This months’ Quote Magazine features an interview with Allard van Hoeken, founder and CEO of Oceans of Energy, titled “Nieuwe zeehelden”.

Quote interview with CEO Allard van Hoeken

 

TEXT ONLY:

KNAPPE KOPPEN AAN DE KUST: NIEUWE ZEEHELDEN

De stijgende zeespiegel, een wereldwijd gebrek aan drinkwater en ontbossing om in onze toenemende voedselbehoefte te voorzien. Om deze klimatologische apocalyps af te wenden proberen slimme ondernemers de elementen naar hun hand te zetten.

Zonnestroom op zee

Dat nieuwe vormen van groene energie tijd en kapitaal kosten weet ook Allard van Hoeken (53). In zes jaar verstookt Oceans of Energy 20 miljoen euro aan subsidies en investeringsgeld om zonnepanelen op zee te krijgen. Er zijn mensen die de ondernemer voor gek verslijten ‘FD-journalist Hella Hueck noemde mij zelfs een megalomaan’, lacht Van Hoeken. Terwijl de rekensom volgens hem heel eenvoudig is. ‘Ik heb uitgerekend wat we kunnen opwekken als we al het beschikbare land volleggen met zonnepanelen’. En dan bedoelt hij écht het hele land. ‘Als we alle daken volleggen en alle snelwegen, spoortrajecten en parkeerplaatsen overdekken met zonnepanelen, kunnen we in maximaal 15 procent van onze energiebehoefte voorzien. Maar als we 5 procent van het Nederlandse deel van de Noordzee met zonnepanelen bedekken, hebben we de helft van de stroomvoorziening te pakken.’

Dus maakt Van Hoeken in zijn garage met een paar zonnepanelen de eerste systemen, die hij test op de Kagerplassen. De resultaten zijn bemoedigend, net als de eerste reacties wanneer hij met zijn plannen de boer op gaat richting overheid en grote bedrijven. Het helpt natuurlijk dat er niet zomaar een gekke uitvinder aanklopt: Van Hoeken verwierf in 2015 de titel Ingenieur van het Jaar voor zijn werk in getijdenenergie. Hij weet het kapitaal os te peuteren om een eerst serieuze proefopstelling te bouwen en in 2020 verrijst de eerste installatie op zee. Eerst vlak bij de kust, later pakt hij het boeltje op om het 12 kilometer uit de kust bij Scheveningen te plaatsen. Daar heeft de Nederlandse overheid ruimte vrijgemaakt voor startups om hun vindingen te laten testen. Oceans of Energy onderwerpt er zijn panelen aan de brute krachten van de natuur. Ciara, Eunice en de rest van het alfabet aan stormen trekken voorbij. ‘Het was spannend of onze systemen het zouden houden. Er kunnen duizend-en-een dingen kapot, maar ze hebben golven van 10 meter en stormen van 105 kilometer per uur doorstaan.’ Voor de stabiliteit van het systeem zorgen onderling verbonden drijvers. ‘We leggen eigenlijk een heel grote mat van lichtgewicht materiaal op het water. Zie het als pontons die aan elkaar worden gekoppeld.’ De mat zit op een paar punten verankerd aan de zeebodem.

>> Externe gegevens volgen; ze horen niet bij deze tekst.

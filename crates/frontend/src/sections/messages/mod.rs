use leptos::prelude::*;

use crate::shared::toast::ToastService;

#[derive(Clone, PartialEq, Eq)]
struct Message {
    id: u32,
    sender: String,
    subject: String,
    preview: String,
    received: String,
    unread: bool,
}

fn seed_messages() -> Vec<Message> {
    [
        (1, "Ahmed Hassan", "Question about visa processing", "Could you confirm how long the visa usually takes...", "2 hours ago", true),
        (2, "Sarah Smith", "Wheelchair accessibility", "My mother will be travelling with us and needs...", "5 hours ago", true),
        (3, "Fatima Khan", "Payment confirmation", "I transferred the remaining balance yesterday...", "Yesterday", false),
        (4, "Omar Abdullah", "Group booking enquiry", "We are a group of twelve looking at the Ramadan...", "2 days ago", false),
    ]
    .into_iter()
    .map(|(id, sender, subject, preview, received, unread)| Message {
        id,
        sender: sender.to_string(),
        subject: subject.to_string(),
        preview: preview.to_string(),
        received: received.to_string(),
        unread,
    })
    .collect()
}

#[component]
#[allow(non_snake_case)]
pub fn MessagesSection() -> impl IntoView {
    let toast = use_context::<ToastService>().expect("ToastService not found in context");
    let messages = RwSignal::new(seed_messages());

    let open_message = move |id: u32| {
        messages.update(|msgs| {
            if let Some(msg) = msgs.iter_mut().find(|m| m.id == id) {
                msg.unread = false;
            }
        });
        toast.info("Opening message...");
    };

    view! {
        <div class="content messages-section">
            {move || messages.get().into_iter().map(|message| {
                let id = message.id;
                view! {
                    <div class="message-card glass-card" class:message-card--unread={message.unread}>
                        <div class="message-card__meta">
                            <span class="message-card__sender">{message.sender.clone()}</span>
                            <span class="message-card__time">{message.received.clone()}</span>
                        </div>
                        <h4>{message.subject.clone()}</h4>
                        <p>{message.preview.clone()}</p>
                        <button class="button button--secondary" on:click=move |_| open_message(id)>
                            "View"
                        </button>
                    </div>
                }
            }).collect_view()}
        </div>
    }
}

Vanaf het begin betrekt Van Hoeken een marien bioloog bij zijn plannen. ‘Ik wilde niet na vijf jaar bouwen een technisch perfect product hebben en dan tegen andere problemen aanlopen.’ Ter illustratie: de zonnepaneelmatten houden licht tegen. ‘Uit onderzoek blijkt dat het pas problematisch wordt voor plaktonvorming als 20 procent van de zee is bedekt. Zo veel hebben we niet nodig. Bovendien komt er zonlicht tussen de drijvers door’, zegt Van Hoeken. De ingenieur ziet twee kansen voor zijn systeem. ‘In Nederland zou het logisch zijn om de zonnepanelen op windmolenparken te leggen, omdat die ruimte toch al is gereserveerd. Wanneer er veel wind is, is er weinig zon en omgekeerd. Bovendien kun je aansluitingen richting de wal delen.’ Dat laatste is nog wel een dingetje. Vanuit de overheid is er veel financiële steun en testruimte, zegt hij. ‘Maar er wordt niet nagedacht over een scenario als het een succes wordt. Zo is er bij parken die nu worden ontwikkeld geen aansluiting voor een kabel die wij kunnen gebruiken. Het zou handig zijn om daar met aanbestedingen rekening mee te houden.’ In andere gebieden ziet Van Hoeken mogelijkheden om zelfstandig zonneparken aan te leggen en via projectorganisatie uit te baten. Uitgelachen wordt hij inmiddels niet meer. ‘Er zijn concurrenten bijgekomen, maar wij hebben als enige al een installatie op zee.’